I still cannot believe the news I heard the other day. My ex-wife has passed away. She died because of liver failure; she was not the healthiest human being. She often likes to drink soda and eat sweet foods. When we were still married, I always told her to be careful of what she eats. She does not like to listen to me. She gets angry whenever I try to stop her from eating unhealthy foods. When she was young, she was very skinny and sexy. She often gets recognition from people because of her beauty. But she changed a lot after we got married. She usually gets depressed all the time.
When she is depressed, she will eat a lot of unhealthy foods to feel the void. She did not fully recover after our first child died. She blamed herself for the death of our child. I tried my best to convince her that it was not her fault. But I was always unsuccessful, all of the people that loved her told her that it is better for her to move on because my ex-wife is starting to get crazy. We all were very concerned for her, and we all wanted her to return to normal. I feel guilty because I know that I could have prevented her from dying so early.

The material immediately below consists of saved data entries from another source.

//! Typed node identifier.
//!
//! The inner integer is `pub` so matrices can index with `id.0 as usize`,
//! but callers should prefer [`NodeId::index`].

use std::fmt;

/// Stable identity of a node within one node set (`0..N`).
#[derive(Copy, Clone, PartialEq, Eq, Hash, PartialOrd, Ord, Debug)]
#[cfg_attr(feature = "serde", derive(serde::Serialize, serde::Deserialize))]
pub struct NodeId(pub u32);

impl NodeId {
    /// Cast to `usize` for direct use as a matrix row/column.
    #[inline(always)]
    pub fn index(self) -> usize {
        self.0 as usize
    }
}

/// Renders as `Node 7`, the form used in disruption notifications.
impl fmt::Display for NodeId {
    fn fmt(&self, f: &mut fmt::Formatter<'_>) -> fmt::Result {
        write!(f, "Node {}", self.0)
    }
}

impl From<NodeId> for usize {
    #[inline(always)]
    fn from(id: NodeId) -> usize {
        id.0 as usize
    }
}

impl TryFrom<usize> for NodeId {
    type Error = std::num::TryFromIntError;
    fn try_from(n: usize) -> Result<NodeId, Self::Error> {
        u32::try_from(n).map(NodeId)
    }
}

I know but if we had not been separated and got divorced. She would still be alive by now. She is gone because of me if I figured out how to make our marriage still work even though we fight every day a lot. She would still be alive now. But it’s too late for me to change the past, all I can do is to learn from my mistakes. I promised myself that I would be strong and never leave my wife in the future, as I did in the past. I hope that I will always remember this lesson so that I would not experience this kind of guilt again.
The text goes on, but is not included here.